Small business owners said they were under pressure to ask customers for undamaged cash because their suppliers demand pristine bills from them.

Thaeir Suhwayl, a flour merchant in Deir al-Balah, said his suppliers recently demanded he pay them only with brand new 200-shekel ($60) bank notes, which he said are rare. Most civilians pay him with 20-shekel ($6) notes that are often in poor condition.

On a recent visit to the market, Ajjour transferred the shekel equivalent of around $100 to a cash broker and received around $50 in return. But when she tried to buy some household supplies from a merchant, she was turned away because the bills weren’t in good condition.

"So the worth of your $50 is zero in the end," she said.

This problem has given rise to a new business in Gaza: money repair.
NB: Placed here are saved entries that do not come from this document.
use leptos::prelude::*;
use leptos_router::components::A;

use crate::models::site::{COMPANY_STORY, COMPANY_VALUES, STATS};

#[component]
pub fn AboutPage() -> impl IntoView {
    view! {
        <div class="about-page">
            <section class="page-header">
                <h1>"We build AI that works"</h1>
            </section>

            <section class="story">
                {COMPANY_STORY
                    .iter()
                    .map(|paragraph| view! { <p>{*paragraph}</p> })
                    .collect_view()}
            </section>

            <section class="values">
                <h2>"What We Stand For"</h2>
                <div class="grid">
                    {COMPANY_VALUES
                        .iter()
                        .map(|value| {
                            view! {
                                <div class="value-card">
                                    <h3>{value.title}</h3>
                                    <p>{value.description}</p>
                                </div>
                            }
                        })
                        .collect_view()}
                </div>
            </section>

            <section class="team">
                <h2>"World-class AI engineers"</h2>
                <p>
                    "Our team combines deep technical expertise with business acumen: "
                    "machine learning engineers, AI researchers, full-stack developers, "
                    "DevOps engineers, and product managers, working from Dhaka and remote."
                </p>
            </section>

            <section class="stats">
                {STATS
                    .iter()
                    .map(|(value, label)| {
                        view! {
                            <div class="stat">
                                <span class="stat-value">{*value}</span>
                                <span class="stat-label">{*label}</span>
                            </div>
                        }
                    })
                    .collect_view()}
            </section>

            <section class="cta-banner">
                <h2>"Work with us"</h2>
                <A href="/contact" attr:class="btn btn-primary">"Get in Touch"</A>
            </section>
        </div>
    }
}
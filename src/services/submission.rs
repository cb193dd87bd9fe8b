use chrono::{DateTime, SecondsFormat, Utc};

use crate::config::SheetsConfig;
use crate::models::contact::{Inquiry, InquiryForm, SubmissionOutcome};
use crate::services::sheets::SheetsClient;

/// Shown to submitters for every transport, auth, or config failure. The
/// underlying error goes to the operator log only.
const GENERIC_FAILURE: &str = "Failed to save submission. Please try again.";

/// Validates a contact-form post and appends it as one spreadsheet row.
///
/// One attempt per submission: no retries, no dedup, no state between calls.
/// A visitor who hits the generic failure simply resubmits.
pub struct SubmissionPipeline {
    sheets: Option<SheetsClient>,
}

impl SubmissionPipeline {
    pub fn new(sheets: Option<SheetsClient>) -> Self {
        Self { sheets }
    }

    /// Builds the pipeline from environment credentials. A missing credential
    /// doesn't stop the site from serving; the pipeline fails closed instead,
    /// reporting every submission as failed until the deployment is fixed.
    pub fn from_env() -> Self {
        match SheetsConfig::from_env() {
            Ok(config) => Self::new(Some(SheetsClient::new(config))),
            Err(e) => {
                tracing::warn!("contact form disabled: {e}");
                Self::new(None)
            }
        }
    }

    pub async fn submit(&self, form: InquiryForm) -> SubmissionOutcome {
        // Validation short-circuits before any network I/O
        let inquiry = match Inquiry::parse(form) {
            Ok(inquiry) => inquiry,
            Err(field_errors) => return SubmissionOutcome::Rejected { field_errors },
        };

        let Some(sheets) = &self.sheets else {
            tracing::error!("dropping contact submission: spreadsheet credentials not configured");
            return SubmissionOutcome::Failed {
                message: GENERIC_FAILURE.to_owned(),
            };
        };

        let row = build_row(&inquiry, Utc::now());
        match sheets.append_row(&row).await {
            Ok(range) => {
                tracing::info!("contact submission appended to {range}");
                SubmissionOutcome::Accepted
            }
            Err(e) => {
                tracing::error!("contact submission append failed: {e}");
                SubmissionOutcome::Failed {
                    message: GENERIC_FAILURE.to_owned(),
                }
            }
        }
    }
}

/// Six ordered columns: timestamp, name, email, organization, objective,
/// message. The timestamp is the only value the pipeline derives itself.
fn build_row(inquiry: &Inquiry, now: DateTime<Utc>) -> [String; 6] {
    [
        now.to_rfc3339_opts(SecondsFormat::Secs, true),
        inquiry.name.clone(),
        inquiry.email.clone(),
        inquiry.organization.clone(),
        inquiry.objective.clone(),
        inquiry.message.clone(),
    ]
}

#[cfg(test)]
mod tests {
    use super::*;
    use crate::services::sheets::tests::{mock_token_exchange, test_config};

    fn valid_form() -> InquiryForm {
        InquiryForm {
            name: "Ada Lovelace".into(),
            email: "ada@example.com".into(),
            organization: String::new(),
            objective: "AI Strategy & Consulting".into(),
            message: "Hello".into(),
        }
    }

    fn pipeline_for(server: &mockito::Server) -> SubmissionPipeline {
        let token_url = format!("{}/token", server.url());
        SubmissionPipeline::new(Some(SheetsClient::with_base_urls(
            test_config(),
            &token_url,
            &server.url(),
        )))
    }

    #[test]
    fn builds_the_row_in_column_order() {
        let inquiry = Inquiry::parse(valid_form()).unwrap();
        let now = "2026-08-30T12:00:00Z".parse::<DateTime<Utc>>().unwrap();
        let row = build_row(&inquiry, now);
        assert_eq!(
            row,
            [
                "2026-08-30T12:00:00Z",
                "Ada Lovelace",
                "ada@example.com",
                "",
                "AI Strategy & Consulting",
                "Hello",
            ]
        );
    }

    #[test]
    fn row_timestamp_is_rfc3339_utc() {
        let inquiry = Inquiry::parse(valid_form()).unwrap();
        let row = build_row(&inquiry, Utc::now());
        let parsed = DateTime::parse_from_rfc3339(&row[0]).unwrap();
        assert_eq!(parsed.offset().local_minus_utc(), 0);
        assert!(row[0].ends_with('Z'));
    }

    #[tokio::test]
    async fn invalid_input_is_rejected_without_any_network_call() {
        let mut server = mockito::Server::new_async().await;
        let token = server.mock("POST", "/token").expect(0).create_async().await;

        let outcome = pipeline_for(&server)
            .submit(InquiryForm {
                name: String::new(),
                email: "not-an-email".into(),
                message: String::new(),
                ..valid_form()
            })
            .await;

        let SubmissionOutcome::Rejected { field_errors } = outcome else {
            panic!("expected rejection, got {outcome:?}");
        };
        for field in ["name", "email", "message"] {
            assert!(!field_errors[field].is_empty());
        }
        token.assert_async().await;
    }

    #[tokio::test]
    async fn valid_input_appends_exactly_one_row() {
        let mut server = mockito::Server::new_async().await;
        let _token = mock_token_exchange(&mut server).await;
        let append = server
            .mock("POST", "/v4/spreadsheets/sheet-123/values/Sheet1!A:F:append")
            .match_query(mockito::Matcher::Any)
            .with_status(200)
            .with_body(r#"{"updates":{"updatedRange":"Sheet1!A2:F2"}}"#)
            .expect(1)
            .create_async()
            .await;

        let outcome = pipeline_for(&server).submit(valid_form()).await;

        assert_eq!(outcome, SubmissionOutcome::Accepted);
        append.assert_async().await;
    }

    #[tokio::test]
    async fn duplicate_submissions_append_two_rows() {
        // No dedup on purpose: resubmitting is the visitor's retry mechanism
        let mut server = mockito::Server::new_async().await;
        let _token = mock_token_exchange(&mut server).await;
        let append = server
            .mock("POST", "/v4/spreadsheets/sheet-123/values/Sheet1!A:F:append")
            .match_query(mockito::Matcher::Any)
            .with_status(200)
            .with_body(r#"{"updates":{"updatedRange":"Sheet1!A2:F2"}}"#)
            .expect(2)
            .create_async()
            .await;

        let pipeline = pipeline_for(&server);
        assert_eq!(pipeline.submit(valid_form()).await, SubmissionOutcome::Accepted);
        assert_eq!(pipeline.submit(valid_form()).await, SubmissionOutcome::Accepted);
        append.assert_async().await;
    }

    #[tokio::test]
    async fn append_failure_maps_to_a_generic_message() {
        let mut server = mockito::Server::new_async().await;
        let _token = mock_token_exchange(&mut server).await;
        let _append = server
            .mock("POST", "/v4/spreadsheets/sheet-123/values/Sheet1!A:F:append")
            .match_query(mockito::Matcher::Any)
            .with_status(500)
            .with_body("internal explosion at /secret/endpoint")
            .create_async()
            .await;

        let outcome = pipeline_for(&server).submit(valid_form()).await;

        let SubmissionOutcome::Failed { message } = outcome else {
            panic!("expected failure, got {outcome:?}");
        };
        assert!(!message.is_empty());
        assert!(!message.contains("500"));
        assert!(!message.contains("explosion"));
        assert!(!message.contains("gserviceaccount"));
    }

    #[tokio::test]
    async fn missing_credentials_fail_closed() {
        let outcome = SubmissionPipeline::new(None).submit(valid_form()).await;
        let SubmissionOutcome::Failed { message } = outcome else {
            panic!("expected failure");
        };
        assert_eq!(message, GENERIC_FAILURE);
    }
}
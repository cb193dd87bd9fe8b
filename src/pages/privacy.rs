use leptos::prelude::*;

use crate::models::site::{SITE_EMAIL, SITE_NAME};

#[component]
pub fn PrivacyPage() -> impl IntoView {
    view! {
        <div class="legal-page">
            <section class="page-header">
                <h1>"Privacy Policy"</h1>
                <p class="updated">"Last updated: January 2026"</p>
            </section>

            <section class="legal-body">
                <h2>"1. What We Collect"</h2>
                <p>
                    "The only personal data this site collects is what you submit through the "
                    "contact form: your name, email address, and optionally your organization, "
                    "objective, and message."
                </p>

                <h2>"2. How We Use It"</h2>
                <p>
                    "Submissions are stored in a private spreadsheet accessible only to the "
                    {SITE_NAME}
                    " team and used exclusively to respond to your inquiry. We do not sell or "
                    "share your data with third parties."
                </p>

                <h2>"3. Retention"</h2>
                <p>
                    "Inquiry records are retained while relevant to an ongoing conversation and "
                    "deleted on request."
                </p>

                <h2>"4. Your Rights"</h2>
                <p>
                    "You may request a copy or deletion of your submitted data at any time by "
                    "writing to "
                    <a href=format!("mailto:{SITE_EMAIL}")>{SITE_EMAIL}</a> "."
                </p>
            </section>
        </div>
    }
}
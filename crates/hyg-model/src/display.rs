//! Validated, display-ready records.

use serde::Serialize;

use crate::enums::{SignClass, SignalStrength, SignalStyle};

/// Marker glyph shown when the pair's durations match.
pub const DURATION_MARKER: &str = "⏱";
/// Marker glyph shown when the pair's sectors match.
pub const SECTOR_MARKER: &str = "🏢";

/// A formatted absolute value plus the sign classification of the original.
#[derive(Debug, Clone, PartialEq, Serialize)]
pub struct SignedMetric {
    pub value: String,
    #[serde(rename = "cssClass")]
    pub sign: SignClass,
}

/// Normalized signal strength plus its visual treatment.
#[derive(Debug, Clone, Copy, PartialEq, Serialize)]
pub struct SignalBadge {
    pub value: SignalStrength,
    #[serde(rename = "cssClass")]
    pub style: SignalStyle,
}

/// Clamped confidence percentage plus its display text.
#[derive(Debug, Clone, PartialEq, Serialize)]
pub struct ConfidenceCell {
    pub percentage: f64,
    pub display: String,
}

/// One validated, formatted signal row, ready for rendering.
///
/// Constructed fresh per transform call and owned by the caller; the JSON
/// serialization uses the camelCase names of the original table contract.
#[derive(Debug, Clone, PartialEq, Serialize)]
#[serde(rename_all = "camelCase")]
pub struct DisplaySignal {
    /// Text form of the record's execution priority; keys row callbacks.
    pub index: String,
    pub buy_bond: String,
    pub buy_price: String,
    pub sell_bond: String,
    pub sell_price: String,
    pub price_diff: SignedMetric,
    pub yield_diff: SignedMetric,
    pub signal: SignalBadge,
    pub confidence: ConfidenceCell,
    /// Up to two match marker glyphs, space-joined.
    pub matches: String,
}
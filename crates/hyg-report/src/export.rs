//! Normalized JSON export.
//!
//! Writes the validated, formatted rows as a pretty-printed JSON array using
//! the camelCase table-contract field names, the counterpart of the signal
//! engine's JSON hand-off file.

use std::fs;
use std::path::Path;

use anyhow::{Context, Result};

use hyg_model::DisplaySignal;

pub fn write_json(signals: &[DisplaySignal], path: &Path) -> Result<()> {
    let json = serde_json::to_string_pretty(signals).context("serialize display signals")?;
    fs::write(path, json).with_context(|| format!("write signals JSON {}", path.display()))?;
    Ok(())
}

#[cfg(test)]
mod tests {
    use super::*;
    use hyg_model::{
        ConfidenceCell, SignClass, SignalBadge, SignalStrength, SignalStyle, SignedMetric,
    };

    #[test]
    fn written_file_round_trips_as_contract_json() {
        let signal = DisplaySignal {
            index: "2".to_string(),
            buy_bond: "TESLA INC 1.250% 03/2033".to_string(),
            buy_price: "78.92".to_string(),
            sell_bond: "FORD MOTOR 4.750% 01/2043".to_string(),
            sell_price: "95.44".to_string(),
            price_diff: SignedMetric {
                value: "16.52".to_string(),
                sign: SignClass::Positive,
            },
            yield_diff: SignedMetric {
                value: "12.33%".to_string(),
                sign: SignClass::Negative,
            },
            signal: SignalBadge {
                value: SignalStrength::Moderate,
                style: SignalStyle::Moderate,
            },
            confidence: ConfidenceCell {
                percentage: 75.0,
                display: "75%".to_string(),
            },
            matches: "🏢".to_string(),
        };

        let dir = tempfile::tempdir().unwrap();
        let path = dir.path().join("signals.json");
        write_json(std::slice::from_ref(&signal), &path).unwrap();

        let text = fs::read_to_string(&path).unwrap();
        let value: serde_json::Value = serde_json::from_str(&text).unwrap();
        assert_eq!(value[0]["sellBond"], "FORD MOTOR 4.750% 01/2043");
        assert_eq!(value[0]["yieldDiff"]["cssClass"], "negative");
        assert_eq!(value[0]["signal"]["cssClass"], "signal-moderate");
        assert_eq!(value[0]["confidence"]["percentage"], 75.0);
    }
}
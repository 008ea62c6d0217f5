//! Signal ingestion: JSON and CSV file sources plus built-in sample data.

pub mod csv_source;
pub mod source;

pub use csv_source::CsvFileSource;
pub use source::{JsonFileSource, SampleSource, SignalSource, source_for_path};
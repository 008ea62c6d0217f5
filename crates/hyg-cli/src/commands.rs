//! Subcommand implementations.

use std::path::Path;

use anyhow::Result;
use tracing::info;

use hyg_ingest::{SampleSource, SignalSource, source_for_path};
use hyg_model::{SortDirection, SortKey};
use hyg_report::{TableState, render_signals, write_json};
use hyg_transform::{sort_signals, transform_batch};

use crate::cli::{CheckArgs, ExportArgs, RenderArgs};
use crate::summary::print_failures;

pub fn run_render(args: &RenderArgs) -> Result<()> {
    let source = resolve_source(args.input.as_deref())?;
    info!(source = %source.describe(), "loading signals");
    let raws = source.load()?;

    let outcome = transform_batch(&raws);
    let key = SortKey::from_param(&args.sort_by);
    let direction = SortDirection::from_param(&args.direction);
    info!(
        records = raws.len(),
        dropped = outcome.dropped(),
        sort_by = %key,
        direction = %direction,
        "rendering signal table"
    );

    let ordered = sort_signals(&outcome.signals, key, direction);
    println!("{}", render_signals(&ordered, TableState::Ready));
    if outcome.dropped() > 0 {
        eprintln!(
            "{} record(s) failed validation and were dropped",
            outcome.dropped()
        );
    }
    Ok(())
}

/// Returns true when every record validated.
pub fn run_check(args: &CheckArgs) -> Result<bool> {
    let source = source_for_path(&args.input)?;
    let raws = source.load()?;
    let outcome = transform_batch(&raws);
    println!(
        "{} of {} record(s) valid",
        outcome.signals.len(),
        raws.len()
    );
    if outcome.failures.is_empty() {
        return Ok(true);
    }
    print_failures(&outcome.failures);
    Ok(false)
}

pub fn run_export(args: &ExportArgs) -> Result<()> {
    let source = source_for_path(&args.input)?;
    let raws = source.load()?;
    let outcome = transform_batch(&raws);

    // The hand-off file is always priority-ordered, like the engine's own
    // converter output.
    let ordered = sort_signals(
        &outcome.signals,
        SortKey::Priority,
        SortDirection::Ascending,
    );
    write_json(&ordered, &args.output)?;
    println!(
        "wrote {} record(s) to {}",
        ordered.len(),
        args.output.display()
    );
    if outcome.dropped() > 0 {
        eprintln!(
            "{} record(s) failed validation and were dropped",
            outcome.dropped()
        );
    }
    Ok(())
}

fn resolve_source(input: Option<&Path>) -> Result<Box<dyn SignalSource>> {
    match input {
        Some(path) => source_for_path(path),
        None => Ok(Box::new(SampleSource)),
    }
}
It costs between 3 and 10 shekels ($1-$3) to mend old bank notes. But even cash repaired with tape or other means is sometimes rejected.

People are at the mercy of cash brokers

After most of the banks closed in the early days of the war, those with large reserves of cash suddenly had immense power.

"People are at their mercy," said Mahmoud Aqel, who has been displaced from his home in southern Gaza. "No one can stop them."

The war makes it impossible to regulate market prices and exchange rates, said Dalia Alazzeh, an expert in finance and accounting at the University of the West of Scotland. "Nobody can physically monitor what’s happening," Alazzeh said.

A year ago, the Palestine Monetary Authority, the equivalent of a central bank for Gaza and the West Bank, sought to ease the crisis by introducing a digital payment system known as Iburaq. It attracted half a million users, or a quarter of the population, according to the World Bank, but was ultimately undermined by merchants insisting on cash.

Israel sought to ramp up financial pressure on Hamas earlier this year by tightening the distribution of humanitarian aid, which it said was routinely siphoned off by militants and then resold.

Experts said it is unclear if the cash brokers’ activities benefit Hamas, as some Israeli analysts claim.

The war has made it more difficult to determine who is behind all sorts of economic activity in the territory, said Omar Shabaan, director of Palthink for Strategic Studies, a Gaza-based think tank.

"It's a dark place now. You don't know who is bringing cigarettes into Gaza," he said, giving just one example. "It's like a mafia."

These same deep-pocketed traders are likely the ones running cash brokerages, and selling basic foodstuffs, he said. "They benefit by imposing these commissions," he said.

Once families run out of cash, they are forced to turn to humanitarian aid.

Al-Farra said that is what prompted him to begin seeking food at an aid distribution center, where it is common for Palestinians to jostle over one other for sacks of flour and boxes of pasta.

"This is the only way I can feed my family," he said.